Los aguafiestas, sin embargo, advierten de que mientras la buena voluntad canta aleluyas, fieles e infieles se regalan bombas. Nos muestran niños hambrientos que toda la ternura del mundo no puede aliviar. Y si alguien nos recuerda que podemos sentar un par de ellos a nuestra mesa, la pequeñez del remedio nos desasosiega.

¿Qué pasa, así? Pasa, me temo, que la Navidad padece el empacho de dos moralinas: la cristiana de toda la vida y la progre. La Navidad, en efecto, ilumina con tristes bombillas municipales un ideal imposible que, si hemos de ser sinceros, tenemos que aplazar hasta el día del juicio final. Se produce así la moralina de los sermones, incluso los laicos, que en estos días tanto se prodigan. Palabras y sólo palabras que, además de no hacer nada, transforman la exigencia moral excesiva en inmoral. Nos bañan en música celestial y producen buena conciencia soñada.
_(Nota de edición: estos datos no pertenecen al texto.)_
//! `ReactiveObject`: field access tracking for a record/struct-shaped
//! target.
//!
//! JS's `Proxy` intercepts arbitrary property access on a plain object
//! transparently; Rust has no analogous dynamic dispatch on field
//! access, so this is a concrete keyed container plus explicit
//! `get`/`set`/`delete` methods that do the bookkeeping a `get`/`set`
//! trap would do. See `SPEC_FULL.md` §2 for why this shape was chosen
//! over alternatives (a macro-generated per-struct proxy was considered
//! and rejected: it can't express "wrap an existing struct without
//! owning its definition", which the four `reactive()`/`readonly()`/
//! `shallow_reactive()`/`shallow_readonly()` entry points all need).

use std::sync::Arc;

use indexmap::IndexMap;
use parking_lot::RwLock;

use super::error::ReactiveError;
use super::key::{Key, TargetId, TriggerOp};
use super::ref_::{reactive_ref, Ref};
use super::registry::{self, RawIdentity, Trigger};

/// Which of the four wrap modes a proxy was constructed with, plus the
/// `Untracked` passthrough used when a target isn't object-like, is
/// frozen, or was explicitly marked raw.
#[derive(Debug, Clone, Copy, PartialEq, Eq)]
pub enum WrapMode {
    DeepMutable,
    DeepReadonly,
    ShallowMutable,
    ShallowReadonly,
    /// Wrapping was refused; the caller holds the raw target with no
    /// tracking. JS returns the bare object from a failed `reactive()`
    /// call; Rust can't return a different concrete type from the same
    /// function, so this variant exists so `ReactiveObject` can still be
    /// the return type while carrying "tracking is off" in its mode.
    Untracked,
}

impl WrapMode {
    pub fn is_readonly(self) -> bool {
        matches!(self, WrapMode::DeepReadonly | WrapMode::ShallowReadonly)
    }

    pub fn is_shallow(self) -> bool {
        matches!(self, WrapMode::ShallowMutable | WrapMode::ShallowReadonly)
    }

    pub fn is_reactive(self) -> bool {
        !matches!(self, WrapMode::Untracked) && !self.is_readonly()
    }
}

struct RawInner<V> {
    fields: RwLock<IndexMap<Arc<str>, V>>,
}

/// The un-wrapped backing storage for a reactive object. `reactive()`,
/// `readonly()`, `shallow_reactive()` and `shallow_readonly()` all wrap
/// the same `RawObject` identity, so they share one dependency graph
/// (see `registry::target_id_for`).
pub struct RawObject<V> {
    inner: Arc<RawInner<V>>,
}

impl<V> Clone for RawObject<V> {
    fn clone(&self) -> Self {
        Self {
            inner: self.inner.clone(),
        }
    }
}

impl<V> RawObject<V> {
    pub fn new(fields: IndexMap<Arc<str>, V>) -> Self {
        Self {
            inner: Arc::new(RawInner {
                fields: RwLock::new(fields),
            }),
        }
    }

    fn identity(&self) -> RawIdentity {
        Arc::as_ptr(&self.inner) as RawIdentity
    }
}

/// A tracked view over a [`RawObject`]'s fields.
pub struct ReactiveObject<V> {
    raw: RawObject<V>,
    id: TargetId,
    mode: WrapMode,
}

impl<V> Clone for ReactiveObject<V> {
    fn clone(&self) -> Self {
        Self {
            raw: self.raw.clone(),
            id: self.id,
            mode: self.mode,
        }
    }
}

impl<V: Clone> ReactiveObject<V> {
    fn wrap(raw: RawObject<V>, mode: WrapMode) -> Self {
        let identity = raw.identity();
        if registry::is_frozen(identity) && !mode.is_readonly() {
            return Self {
                raw,
                id: registry::target_id_for(identity),
                mode: WrapMode::Untracked,
            };
        }
        if registry::is_marked_raw(identity) {
            return Self {
                raw,
                id: registry::target_id_for(identity),
                mode: WrapMode::Untracked,
            };
        }
        let id = registry::target_id_for(identity);
        Self { raw, id, mode }
    }

    /// Read a field, tracking `(target, key)` for the currently active
    /// effect or computed. In a deep-mutable view, nested containers
    /// read through here would themselves need separate `reactive()`
    /// calls at construction time (Rust has no implicit recursive
    /// wrap-on-read the way a `Proxy` does for nested plain objects).
    pub fn get(&self, key: &str) -> Option<V> {
        if self.mode != WrapMode::Untracked {
            registry::track(self.id, Key::Str(Arc::from(key)));
        }
        self.raw.inner.fields.read().get(key).cloned()
    }

    pub fn has(&self, key: &str) -> bool {
        if self.mode != WrapMode::Untracked {
            registry::track(self.id, Key::Str(Arc::from(key)));
        }
        self.raw.inner.fields.read().contains_key(key)
    }

    /// All field names, tracking `Iterate` (observing the shape, not any
    /// one field).
    pub fn keys(&self) -> Vec<Arc<str>> {
        if self.mode != WrapMode::Untracked {
            registry::track(self.id, Key::Iterate);
        }
        self.raw.inner.fields.read().keys().cloned().collect()
    }

    pub fn len(&self) -> usize {
        if self.mode != WrapMode::Untracked {
            registry::track(self.id, Key::Iterate);
        }
        self.raw.inner.fields.read().len()
    }

    pub fn is_empty(&self) -> bool {
        self.len() == 0
    }

    /// Write a field, triggering `Set` if the key already existed or
    /// `Add` (plus `Iterate`) if this creates a new one.
    pub fn set(&self, key: &str, value: V) -> Result<(), ReactiveError>
    where
        V: PartialEq + Send + Sync + 'static,
    {
        if self.mode.is_readonly() {
            tracing::warn!(key, "write to readonly reactive object ignored");
            return Err(ReactiveError::ReadonlyWrite);
        }
        if self.mode == WrapMode::Untracked {
            self.raw
                .inner
                .fields
                .write()
                .insert(Arc::from(key), value);
            return Ok(());
        }

        let key_arc: Arc<str> = Arc::from(key);
        let (existed, old_value, changed) = {
            let mut fields = self.raw.inner.fields.write();
            match fields.get(key) {
                Some(old) => {
                    let changed = *old != value;
                    let old_value = old.clone();
                    if changed {
                        fields.insert(key_arc.clone(), value.clone());
                    }
                    (true, Some(old_value), changed)
                }
                None => {
                    fields.insert(key_arc.clone(), value.clone());
                    (false, None, true)
                }
            }
        };

        if !changed {
            return Ok(());
        }

        let mut trigger = Trigger::new(self.id, if existed { TriggerOp::Set } else { TriggerOp::Add })
            .key(Key::Str(key_arc))
            .new_value(value);
        if let Some(old) = old_value {
            trigger = trigger.old_value(old);
        }
        trigger.fire();
        Ok(())
    }

    /// Remove a field, triggering `Delete` (plus `Iterate`) if it
    /// existed.
    pub fn delete(&self, key: &str) -> Result<bool, ReactiveError>
    where
        V: Send + Sync + 'static,
    {
        if self.mode.is_readonly() {
            tracing::warn!(key, "delete on readonly reactive object ignored");
            return Err(ReactiveError::ReadonlyWrite);
        }
        let removed = self.raw.inner.fields.write().shift_remove(key);
        let existed = removed.is_some();
        if existed && self.mode != WrapMode::Untracked {
            let mut trigger = Trigger::new(self.id, TriggerOp::Delete).key(Key::Str(Arc::from(key)));
            if let Some(old) = removed {
                trigger = trigger.old_value(old);
            }
            trigger.fire();
        }
        Ok(existed)
    }

    pub fn target_id(&self) -> TargetId {
        self.id
    }

    pub fn mode(&self) -> WrapMode {
        self.mode
    }

    pub fn is_reactive(&self) -> bool {
        self.mode.is_reactive()
    }

    pub fn is_readonly(&self) -> bool {
        self.mode.is_readonly()
    }

    pub fn to_raw(&self) -> RawObject<V> {
        self.raw.clone()
    }
}

/// Ref-forwarding seam for a field whose value is itself a [`Ref`].
///
/// Source §4.2's get-trap unwraps a ref-valued property straight to
/// `res.value`, and its set-trap forwards a plain (non-ref) write into
/// the existing ref's `value` rather than replacing the field itself
/// ("old is a Ref and new is not -> mutate old Ref's value, return
/// without a trigger on target[key] - the ref's own trigger fires
/// instead"). A `Proxy` makes that dynamic: any field can turn out to
/// hold a ref at runtime. `ReactiveObject<V>` is monomorphic per field
/// type, so this crate expresses the same rule as a dedicated impl for
/// `V = Ref<T>` instead - a field typed as a ref, accessed through
/// `get_unwrapped`/`set_unwrapped` rather than the generic `get`/`set`.
impl<T: Clone + PartialEq + Send + Sync + 'static> ReactiveObject<Ref<T>> {
    /// Read a ref-valued field, unwrapping to the ref's own value (source
    /// §4.2: "If `res` is a Ref: unwrap to `res.value`"). Tracks both the
    /// object key (via the underlying `get`) and the ref's own dep (via
    /// `Ref::get`), so an effect that reads `obj.get_unwrapped("r")`
    /// re-runs whether the field is later reassigned to a different ref
    /// or the existing ref's value changes directly.
    pub fn get_unwrapped(&self, key: &str) -> Option<T> {
        self.get(key).map(|slot| slot.get())
    }

    /// Write a ref-valued field with a plain value. If the field already
    /// holds a ref, forward into that ref's own `set` instead of
    /// replacing the field (source §4.2: the ref's own trigger fires, not
    /// one on this object key - preserving the original ref's identity
    /// for anyone still holding it directly, per scenario 4). If the
    /// field doesn't exist yet, a fresh ref is created to hold it.
    pub fn set_unwrapped(&self, key: &str, value: T) -> Result<(), ReactiveError> {
        if self.mode.is_readonly() {
            tracing::warn!(key, "write to readonly reactive object ignored");
            return Err(ReactiveError::ReadonlyWrite);
        }
        match self.get(key) {
            Some(slot) => {
                slot.set(value);
                Ok(())
            }
            None => self.set(key, reactive_ref(value)),
        }
    }
}

/// Mark a raw target so it is never wrapped, regardless of which
/// `reactive()`-family function is later called on it.
pub fn mark_raw<V>(raw: &RawObject<V>) {
    registry::mark_raw(raw.identity());
}

pub fn freeze<V>(raw: &RawObject<V>) {
    registry::freeze(raw.identity());
}

/// Unifies the four wrap entry points across every raw/proxy pair in the
/// crate. Implemented once for each raw newtype (fresh construction) and
/// once for each proxy type (passthrough/promotion, source rules: a
/// readonly view of an already-reactive target stays linked to it; a
/// reactive view of an already-readonly target is rejected in favor of
/// the existing readonly view).
pub trait IntoReactive {
    type Proxy;
    fn into_reactive(self) -> Self::Proxy;
    fn into_readonly(self) -> Self::Proxy;
    fn into_shallow_reactive(self) -> Self::Proxy;
    fn into_shallow_readonly(self) -> Self::Proxy;
}

impl<V: Clone> IntoReactive for RawObject<V> {
    type Proxy = ReactiveObject<V>;

    fn into_reactive(self) -> Self::Proxy {
        ReactiveObject::wrap(self, WrapMode::DeepMutable)
    }

    fn into_readonly(self) -> Self::Proxy {
        ReactiveObject::wrap(self, WrapMode::DeepReadonly)
    }

    fn into_shallow_reactive(self) -> Self::Proxy {
        ReactiveObject::wrap(self, WrapMode::ShallowMutable)
    }

    fn into_shallow_readonly(self) -> Self::Proxy {
        ReactiveObject::wrap(self, WrapMode::ShallowReadonly)
    }
}

impl<V: Clone> IntoReactive for ReactiveObject<V> {
    type Proxy = ReactiveObject<V>;

    /// Already reactive: `reactive(reactive(x))` returns `x` (source
    /// rule 2).
    fn into_reactive(self) -> Self::Proxy {
        if self.mode == WrapMode::DeepReadonly || self.mode == WrapMode::ShallowReadonly {
            self
        } else {
            ReactiveObject::wrap(self.raw, WrapMode::DeepMutable)
        }
    }

    /// `readonly()` over any existing view always yields a readonly view
    /// of the same underlying target (source rule 3), preserving shared
    /// identity rather than re-deriving from `self`.
    fn into_readonly(self) -> Self::Proxy {
        ReactiveObject::wrap(self.raw, WrapMode::DeepReadonly)
    }

    fn into_shallow_reactive(self) -> Self::Proxy {
        ReactiveObject::wrap(self.raw, WrapMode::ShallowMutable)
    }

    fn into_shallow_readonly(self) -> Self::Proxy {
        ReactiveObject::wrap(self.raw, WrapMode::ShallowReadonly)
    }
}

/// Convenience free function mirroring the source's `reactive()`.
pub fn reactive<T: IntoReactive>(target: T) -> T::Proxy {
    target.into_reactive()
}

pub fn readonly<T: IntoReactive>(target: T) -> T::Proxy {
    target.into_readonly()
}

pub fn shallow_reactive<T: IntoReactive>(target: T) -> T::Proxy {
    target.into_shallow_reactive()
}

pub fn shallow_readonly<T: IntoReactive>(target: T) -> T::Proxy {
    target.into_shallow_readonly()
}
Es el inconveniente de todos los ideales sublimes que tanto contrastan con propósitos más modestos. El carnaval, por ejemplo, con toda su fama de inmoral, busca solamente un descanso a la represión cultural del deseo. Y como el descanso también cansa, la fiesta nos devuelve al tajo sin mayores complicaciones.

En nuestros días además le ha salido a la Navidad otro gremio de aguafiestas de raíz progre que puede muy bien aliarse con los moralistas de siempre. Son los predicadores del anticonsumismo que quieren salvarnos de los excesos provocados por la publicidad. Otro sermón inútil, porque es también ajeno al mundo en que vivimos. Quizá unos pocos elijan la austeridad, pero serán pocos. La mayoría no se dispensará de algún placer que la prosperidad nos regala y que el buen sentido no reprueba.

La conclusión es fácil de formular y no se libra tampoco de cierto moralismo. Dice en síntesis que la exigencia de propagar la paz y el bienestar en el mundo pasa necesariamente por la política. Sólo aquella política, ay, que disciplina la economía y sabe dirigirla a metas de derechos humanos y dignidad. En fin, ustedes perdonen que en fiestas tan señaladas hable yo de eso que con razón está tan desprestigiado, pero es cierto que sólo las sociedades políticamente logradas pueden realizar el bien en el mundo.